Hon Dr NICK SMITH: The building consent figures show that in the last year 7,200 houses have been built in New Zealand, double the rate when we became the Government and the highest rate for 7 years. We know that the number of resource consents for housing is at the highest level for 10 years. We know from the GDP data that the residential building construction market has grown faster in the last year than it has in the last 20 years. We know from the employment data that the number of people working in residential housing is the highest for 10 years. That shows a housing building boom by anybody’s measure.
Phil Twyford: Will he concede that the average monthly building consent rate under National is 32 percent less than it was under the last Labour Government and 46 percent less in Auckland?
Hon Dr NICK SMITH: I am happy to share the exact numbers with the House. In the last 3 months of the previous Government, housing consents in New Zealand averaged 1,000 a month—1,000 per month. In the last 3 months we have done 3,000 a month. That is double. But let us talk about Auckland. In Auckland in the last 3 months of the previous Government, we averaged 200 a month. In the last 3 months, we have averaged 600 a month—a trebling. Not bad. I will settle for that.

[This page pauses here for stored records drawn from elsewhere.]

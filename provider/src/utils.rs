//! Utility date and time equations shared by the providers and `calendrical`.

pub mod neri_schneider;

pub use neri_schneider::{epoch_days_from_gregorian_date, ymd_from_epoch_days, MAX_EPOCH_DAYS};

pub const SECONDS_PER_DAY: i64 = 86_400;

pub const MS_PER_DAY: i64 = SECONDS_PER_DAY * 1_000;

/// Cumulative days before each month of a common year.
const COMMON_YEAR_LADDER: [u16; 12] = [0, 31, 59, 90, 120, 151, 181, 212, 243, 273, 304, 334];

/// Cumulative days before each month of a leap year.
const LEAP_YEAR_LADDER: [u16; 12] = [0, 31, 60, 91, 121, 152, 182, 213, 244, 274, 305, 335];

/// Whether `year` is a leap year in the proleptic Gregorian calendar.
#[inline]
pub const fn is_leap(year: i32) -> bool {
    year % 4 == 0 && (year % 100 != 0 || year % 400 == 0)
}

#[inline]
pub const fn days_in_year(year: i32) -> u16 {
    if is_leap(year) {
        366
    } else {
        365
    }
}

/// The number of days in `month` (1-based) of `year`.
pub const fn iso_days_in_month(year: i32, month: u8) -> u8 {
    match month {
        1 | 3 | 5 | 7 | 8 | 10 | 12 => 31,
        4 | 6 | 9 | 11 => 30,
        _ if is_leap(year) => 29,
        _ => 28,
    }
}

/// The cumulative days in the year before the zero-based `month0`.
#[inline]
pub const fn month_to_day(month0: u8, is_leap: bool) -> u16 {
    let ladder = if is_leap {
        &LEAP_YEAR_LADDER
    } else {
        &COMMON_YEAR_LADDER
    };
    ladder[month0 as usize % 12]
}

/// The one-based day of the year for a valid date.
#[inline]
pub const fn day_of_year(year: i32, month: u8, day: u8) -> u16 {
    month_to_day(month - 1, is_leap(year)) + day as u16
}

/// Resolves a one-based day of the year into `(month, day)`.
///
/// `ordinal` must be in `1..=days_in_year(year)`.
pub const fn month_day_from_day_of_year(year: i32, ordinal: u16) -> (u8, u8) {
    let ladder = if is_leap(year) {
        &LEAP_YEAR_LADDER
    } else {
        &COMMON_YEAR_LADDER
    };
    let mut month0 = 11;
    while month0 > 0 && ladder[month0] >= ordinal {
        month0 -= 1;
    }
    ((month0 + 1) as u8, (ordinal - ladder[month0]) as u8)
}

/// Epoch days of January 1st of `year`.
#[inline]
pub const fn epoch_days_for_year(year: i32) -> i64 {
    epoch_days_from_gregorian_date(year, 1, 1)
}

/// The day of week for epoch days, where Sunday is 0.
#[inline]
pub const fn epoch_days_to_day_of_week(epoch_days: i64) -> u8 {
    // 1970-01-01 was a Thursday.
    (epoch_days + 4).rem_euclid(7) as u8
}

/// The day of week for epoch seconds, where Sunday is 0.
#[inline]
pub const fn epoch_seconds_to_day_of_week(seconds: i64) -> u8 {
    epoch_days_to_day_of_week(seconds.div_euclid(SECONDS_PER_DAY))
}

/// The Gregorian year containing the provided epoch seconds.
pub fn year_from_epoch_seconds(seconds: i64) -> i32 {
    let days = seconds
        .div_euclid(SECONDS_PER_DAY)
        .clamp(-i64::from(MAX_EPOCH_DAYS), i64::from(MAX_EPOCH_DAYS));
    ymd_from_epoch_days(days as i32).0
}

Phil Twyford: I seek the leave of the House to table data from Statistics New Zealand that shows that the building consent rate is 32 percent less under National than it was—
Mr SPEAKER: Order! Statistics New Zealand information is available very easily to all members.
Joanne Hayes: What progress has the Government made in developing new housing at Hobsonville in Auckland, and how does this compare with progress under the previous Government?
Hon Dr NICK SMITH: The Hobsonville development is progressing at pace. Two hundred and thirty houses have been completed and another 208 are under construction. Two new schools have been built and a new ferry terminal has opened. This contrasts with the previous Government, which turned the first sod in 2002 and 6 years later that was all it had done.
Housing—Number of New Builds 5. ALFRED NGARO (National) to the Minister for Building and Housing: What advice has he received on the monthly rate of new house builds from when this Government was first elected in 2008 and the current rate?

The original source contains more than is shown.